## [Exercise aim]
Filter out all lines without the word "ArgMatches" from the data below, please, and copy the rest.

Excerpts from a dataset
◆ ◆ ◆ ◆
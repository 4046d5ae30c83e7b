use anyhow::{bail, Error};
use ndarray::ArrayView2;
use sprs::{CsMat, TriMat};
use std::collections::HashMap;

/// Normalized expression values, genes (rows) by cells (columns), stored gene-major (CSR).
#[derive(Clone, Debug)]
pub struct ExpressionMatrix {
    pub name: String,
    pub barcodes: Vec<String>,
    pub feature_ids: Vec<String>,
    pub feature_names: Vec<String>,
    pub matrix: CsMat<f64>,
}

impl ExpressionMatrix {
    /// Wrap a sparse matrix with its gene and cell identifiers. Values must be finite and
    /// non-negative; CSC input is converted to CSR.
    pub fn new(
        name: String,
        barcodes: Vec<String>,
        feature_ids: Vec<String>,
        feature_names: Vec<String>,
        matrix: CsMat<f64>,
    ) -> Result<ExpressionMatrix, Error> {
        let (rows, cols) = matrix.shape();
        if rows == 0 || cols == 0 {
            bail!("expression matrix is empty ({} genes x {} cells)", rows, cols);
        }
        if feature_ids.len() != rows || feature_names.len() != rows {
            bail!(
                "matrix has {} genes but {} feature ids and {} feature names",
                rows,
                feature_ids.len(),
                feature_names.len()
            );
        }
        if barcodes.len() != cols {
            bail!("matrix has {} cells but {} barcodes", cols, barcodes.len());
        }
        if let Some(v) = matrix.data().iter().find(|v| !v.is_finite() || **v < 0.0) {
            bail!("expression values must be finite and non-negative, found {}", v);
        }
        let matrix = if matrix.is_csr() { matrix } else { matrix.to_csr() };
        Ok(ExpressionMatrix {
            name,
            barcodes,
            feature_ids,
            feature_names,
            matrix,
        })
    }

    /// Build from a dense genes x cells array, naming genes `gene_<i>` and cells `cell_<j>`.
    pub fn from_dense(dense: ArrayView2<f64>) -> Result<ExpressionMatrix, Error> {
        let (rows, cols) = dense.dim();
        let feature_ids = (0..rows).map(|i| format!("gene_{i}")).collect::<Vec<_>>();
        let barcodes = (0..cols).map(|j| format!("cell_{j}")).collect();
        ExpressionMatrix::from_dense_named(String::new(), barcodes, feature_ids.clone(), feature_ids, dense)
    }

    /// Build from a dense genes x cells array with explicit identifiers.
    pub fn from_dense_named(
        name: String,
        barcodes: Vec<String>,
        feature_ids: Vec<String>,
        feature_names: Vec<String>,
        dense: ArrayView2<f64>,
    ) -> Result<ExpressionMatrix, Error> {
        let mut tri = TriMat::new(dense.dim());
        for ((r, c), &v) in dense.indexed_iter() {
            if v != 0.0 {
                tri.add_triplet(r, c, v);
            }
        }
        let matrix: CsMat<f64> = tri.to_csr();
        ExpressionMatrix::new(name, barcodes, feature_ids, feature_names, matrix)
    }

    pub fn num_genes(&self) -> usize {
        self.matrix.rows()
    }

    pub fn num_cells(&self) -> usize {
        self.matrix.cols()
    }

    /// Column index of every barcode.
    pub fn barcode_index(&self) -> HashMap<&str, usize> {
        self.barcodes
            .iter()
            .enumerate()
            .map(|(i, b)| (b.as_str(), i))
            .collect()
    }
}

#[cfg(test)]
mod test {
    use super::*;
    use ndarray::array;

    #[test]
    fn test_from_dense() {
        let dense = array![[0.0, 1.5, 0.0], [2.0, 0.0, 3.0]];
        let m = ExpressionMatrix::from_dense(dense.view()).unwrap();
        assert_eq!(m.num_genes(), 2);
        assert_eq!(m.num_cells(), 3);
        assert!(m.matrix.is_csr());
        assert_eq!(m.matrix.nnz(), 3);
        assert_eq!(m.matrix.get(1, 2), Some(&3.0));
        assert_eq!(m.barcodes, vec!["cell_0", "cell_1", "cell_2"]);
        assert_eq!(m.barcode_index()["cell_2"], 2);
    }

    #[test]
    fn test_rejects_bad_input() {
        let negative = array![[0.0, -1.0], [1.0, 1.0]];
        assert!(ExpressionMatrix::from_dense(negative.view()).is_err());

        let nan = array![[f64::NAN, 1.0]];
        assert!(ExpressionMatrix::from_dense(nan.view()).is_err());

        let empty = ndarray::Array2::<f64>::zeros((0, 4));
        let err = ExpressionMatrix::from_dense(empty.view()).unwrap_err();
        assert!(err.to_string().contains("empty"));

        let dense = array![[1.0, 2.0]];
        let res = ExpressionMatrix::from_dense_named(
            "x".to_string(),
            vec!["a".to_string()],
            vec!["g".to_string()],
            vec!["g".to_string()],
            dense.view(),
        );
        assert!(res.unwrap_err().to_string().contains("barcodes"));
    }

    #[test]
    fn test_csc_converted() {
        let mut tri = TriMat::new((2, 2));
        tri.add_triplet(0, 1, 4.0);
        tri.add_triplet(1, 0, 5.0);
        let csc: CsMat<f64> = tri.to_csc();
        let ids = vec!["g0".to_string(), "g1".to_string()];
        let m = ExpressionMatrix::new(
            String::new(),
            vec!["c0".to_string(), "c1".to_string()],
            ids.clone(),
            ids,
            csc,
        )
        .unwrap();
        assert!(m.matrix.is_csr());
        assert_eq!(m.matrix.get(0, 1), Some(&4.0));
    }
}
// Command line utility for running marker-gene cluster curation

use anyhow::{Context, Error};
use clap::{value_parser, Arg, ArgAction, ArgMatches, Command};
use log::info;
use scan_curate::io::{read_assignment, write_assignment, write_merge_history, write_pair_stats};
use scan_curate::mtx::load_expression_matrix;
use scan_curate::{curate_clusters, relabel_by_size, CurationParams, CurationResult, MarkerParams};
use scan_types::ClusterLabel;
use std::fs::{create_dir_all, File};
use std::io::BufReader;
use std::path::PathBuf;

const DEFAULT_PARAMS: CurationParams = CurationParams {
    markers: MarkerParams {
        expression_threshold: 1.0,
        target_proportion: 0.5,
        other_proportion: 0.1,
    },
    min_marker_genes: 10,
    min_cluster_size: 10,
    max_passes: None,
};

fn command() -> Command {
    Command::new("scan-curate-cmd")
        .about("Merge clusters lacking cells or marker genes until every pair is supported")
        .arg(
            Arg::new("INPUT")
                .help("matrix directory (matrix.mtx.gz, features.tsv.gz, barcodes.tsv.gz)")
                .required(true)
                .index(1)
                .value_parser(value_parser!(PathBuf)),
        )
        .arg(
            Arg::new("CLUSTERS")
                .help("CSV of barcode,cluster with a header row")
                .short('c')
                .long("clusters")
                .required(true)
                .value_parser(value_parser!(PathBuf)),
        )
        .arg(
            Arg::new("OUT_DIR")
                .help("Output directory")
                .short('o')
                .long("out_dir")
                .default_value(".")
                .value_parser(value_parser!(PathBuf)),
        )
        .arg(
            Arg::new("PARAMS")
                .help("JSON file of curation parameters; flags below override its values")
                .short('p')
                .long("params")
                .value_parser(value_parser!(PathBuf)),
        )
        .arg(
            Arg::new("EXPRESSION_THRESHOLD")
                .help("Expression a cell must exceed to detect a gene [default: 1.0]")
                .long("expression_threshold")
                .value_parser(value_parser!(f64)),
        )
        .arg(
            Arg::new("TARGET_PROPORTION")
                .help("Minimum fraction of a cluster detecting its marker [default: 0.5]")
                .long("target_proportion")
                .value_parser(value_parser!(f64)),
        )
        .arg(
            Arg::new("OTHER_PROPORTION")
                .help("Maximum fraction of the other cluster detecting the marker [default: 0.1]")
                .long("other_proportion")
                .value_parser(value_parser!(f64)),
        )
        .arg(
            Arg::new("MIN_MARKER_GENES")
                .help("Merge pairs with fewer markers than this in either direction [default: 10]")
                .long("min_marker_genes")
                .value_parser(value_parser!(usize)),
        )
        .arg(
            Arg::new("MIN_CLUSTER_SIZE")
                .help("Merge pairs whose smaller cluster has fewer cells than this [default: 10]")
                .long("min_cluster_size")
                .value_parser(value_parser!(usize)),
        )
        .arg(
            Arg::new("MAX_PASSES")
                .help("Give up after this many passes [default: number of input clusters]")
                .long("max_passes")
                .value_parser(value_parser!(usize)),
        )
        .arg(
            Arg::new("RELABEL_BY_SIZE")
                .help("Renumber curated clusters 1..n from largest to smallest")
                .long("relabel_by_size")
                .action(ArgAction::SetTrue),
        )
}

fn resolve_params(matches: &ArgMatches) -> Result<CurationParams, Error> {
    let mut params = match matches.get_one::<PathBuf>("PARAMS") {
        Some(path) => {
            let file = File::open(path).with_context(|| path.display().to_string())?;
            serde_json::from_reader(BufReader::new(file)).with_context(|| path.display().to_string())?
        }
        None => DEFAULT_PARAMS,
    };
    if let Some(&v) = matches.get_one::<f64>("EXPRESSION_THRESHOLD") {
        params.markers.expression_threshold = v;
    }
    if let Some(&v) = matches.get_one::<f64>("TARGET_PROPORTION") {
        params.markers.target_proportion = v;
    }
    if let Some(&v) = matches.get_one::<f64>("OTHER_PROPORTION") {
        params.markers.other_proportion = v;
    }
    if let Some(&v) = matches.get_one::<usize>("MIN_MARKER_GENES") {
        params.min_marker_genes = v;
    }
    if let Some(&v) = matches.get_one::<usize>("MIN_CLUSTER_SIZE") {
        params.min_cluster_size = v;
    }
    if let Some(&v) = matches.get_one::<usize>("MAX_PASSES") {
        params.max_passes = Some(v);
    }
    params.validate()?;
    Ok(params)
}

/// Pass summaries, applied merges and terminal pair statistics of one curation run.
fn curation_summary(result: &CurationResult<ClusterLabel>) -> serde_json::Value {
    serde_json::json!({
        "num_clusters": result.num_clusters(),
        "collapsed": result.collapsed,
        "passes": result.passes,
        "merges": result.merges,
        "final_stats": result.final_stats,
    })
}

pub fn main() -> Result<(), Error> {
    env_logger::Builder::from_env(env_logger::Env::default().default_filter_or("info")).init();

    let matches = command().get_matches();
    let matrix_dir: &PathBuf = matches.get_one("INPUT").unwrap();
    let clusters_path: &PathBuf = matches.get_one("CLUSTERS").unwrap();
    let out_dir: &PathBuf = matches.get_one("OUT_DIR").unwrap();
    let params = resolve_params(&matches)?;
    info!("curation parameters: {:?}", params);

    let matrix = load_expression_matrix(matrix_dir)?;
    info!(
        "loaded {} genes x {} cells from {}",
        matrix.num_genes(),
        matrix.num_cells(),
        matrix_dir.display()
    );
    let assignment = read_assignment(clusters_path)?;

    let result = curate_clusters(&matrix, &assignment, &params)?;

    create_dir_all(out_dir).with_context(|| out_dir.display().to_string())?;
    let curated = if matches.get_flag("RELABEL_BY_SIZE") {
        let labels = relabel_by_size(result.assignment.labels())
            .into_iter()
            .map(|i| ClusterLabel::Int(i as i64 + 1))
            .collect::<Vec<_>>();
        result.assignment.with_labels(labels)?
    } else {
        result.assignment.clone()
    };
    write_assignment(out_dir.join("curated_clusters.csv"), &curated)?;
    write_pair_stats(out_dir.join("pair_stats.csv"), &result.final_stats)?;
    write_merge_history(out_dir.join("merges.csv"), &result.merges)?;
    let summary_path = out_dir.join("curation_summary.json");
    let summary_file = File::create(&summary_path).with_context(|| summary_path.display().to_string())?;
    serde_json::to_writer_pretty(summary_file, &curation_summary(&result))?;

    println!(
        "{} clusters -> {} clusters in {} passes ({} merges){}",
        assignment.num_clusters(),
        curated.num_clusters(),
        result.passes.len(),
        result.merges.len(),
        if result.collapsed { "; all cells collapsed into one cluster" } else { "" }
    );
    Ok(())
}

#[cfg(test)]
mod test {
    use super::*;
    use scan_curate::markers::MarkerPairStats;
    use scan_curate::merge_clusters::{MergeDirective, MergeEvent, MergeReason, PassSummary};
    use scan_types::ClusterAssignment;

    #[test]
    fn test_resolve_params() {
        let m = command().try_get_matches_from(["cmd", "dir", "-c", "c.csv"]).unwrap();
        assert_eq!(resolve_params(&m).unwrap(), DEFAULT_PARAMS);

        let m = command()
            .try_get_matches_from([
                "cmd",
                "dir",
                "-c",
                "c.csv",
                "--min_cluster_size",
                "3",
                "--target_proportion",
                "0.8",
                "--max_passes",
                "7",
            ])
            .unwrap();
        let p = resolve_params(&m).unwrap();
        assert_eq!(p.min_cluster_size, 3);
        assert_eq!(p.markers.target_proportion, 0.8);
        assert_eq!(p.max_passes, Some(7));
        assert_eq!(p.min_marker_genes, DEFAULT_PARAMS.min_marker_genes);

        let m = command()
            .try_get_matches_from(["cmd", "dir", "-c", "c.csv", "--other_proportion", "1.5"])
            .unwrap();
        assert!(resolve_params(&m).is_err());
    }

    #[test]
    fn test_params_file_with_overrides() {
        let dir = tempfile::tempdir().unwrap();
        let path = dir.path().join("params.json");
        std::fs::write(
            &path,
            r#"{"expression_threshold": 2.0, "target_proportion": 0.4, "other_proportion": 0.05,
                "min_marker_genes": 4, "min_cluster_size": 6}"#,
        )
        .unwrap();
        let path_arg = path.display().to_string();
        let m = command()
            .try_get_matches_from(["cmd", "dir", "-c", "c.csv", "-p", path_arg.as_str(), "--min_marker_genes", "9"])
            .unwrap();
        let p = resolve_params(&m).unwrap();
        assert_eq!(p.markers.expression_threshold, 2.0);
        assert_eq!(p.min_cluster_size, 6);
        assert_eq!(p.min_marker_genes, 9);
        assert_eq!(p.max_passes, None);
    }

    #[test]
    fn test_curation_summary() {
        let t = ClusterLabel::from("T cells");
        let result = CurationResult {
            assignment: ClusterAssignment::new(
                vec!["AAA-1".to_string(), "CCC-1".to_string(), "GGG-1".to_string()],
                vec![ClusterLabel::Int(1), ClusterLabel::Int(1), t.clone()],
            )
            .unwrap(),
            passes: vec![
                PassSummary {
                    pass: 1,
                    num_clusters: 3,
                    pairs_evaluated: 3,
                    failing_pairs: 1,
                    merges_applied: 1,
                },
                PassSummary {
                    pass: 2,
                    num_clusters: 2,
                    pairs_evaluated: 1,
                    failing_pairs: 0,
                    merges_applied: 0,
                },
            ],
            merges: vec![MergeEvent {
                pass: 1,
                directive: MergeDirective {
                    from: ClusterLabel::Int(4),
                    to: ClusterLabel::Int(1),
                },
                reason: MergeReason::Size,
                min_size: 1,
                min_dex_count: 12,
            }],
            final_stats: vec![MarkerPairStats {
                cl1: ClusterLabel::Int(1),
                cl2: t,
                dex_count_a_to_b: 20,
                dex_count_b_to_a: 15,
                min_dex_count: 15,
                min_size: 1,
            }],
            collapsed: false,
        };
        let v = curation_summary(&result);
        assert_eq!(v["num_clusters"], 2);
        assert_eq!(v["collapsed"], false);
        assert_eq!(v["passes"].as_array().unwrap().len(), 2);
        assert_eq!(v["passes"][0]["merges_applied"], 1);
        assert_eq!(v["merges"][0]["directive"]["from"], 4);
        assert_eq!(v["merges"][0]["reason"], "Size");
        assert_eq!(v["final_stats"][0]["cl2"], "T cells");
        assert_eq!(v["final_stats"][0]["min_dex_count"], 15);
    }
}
◆ ◆ ◆ ◆
## [Output of the exercise]
use clap::{value_parser, Arg, ArgAction, ArgMatches, Command};
fn resolve_params(matches: &ArgMatches) -> Result<CurationParams, Error> {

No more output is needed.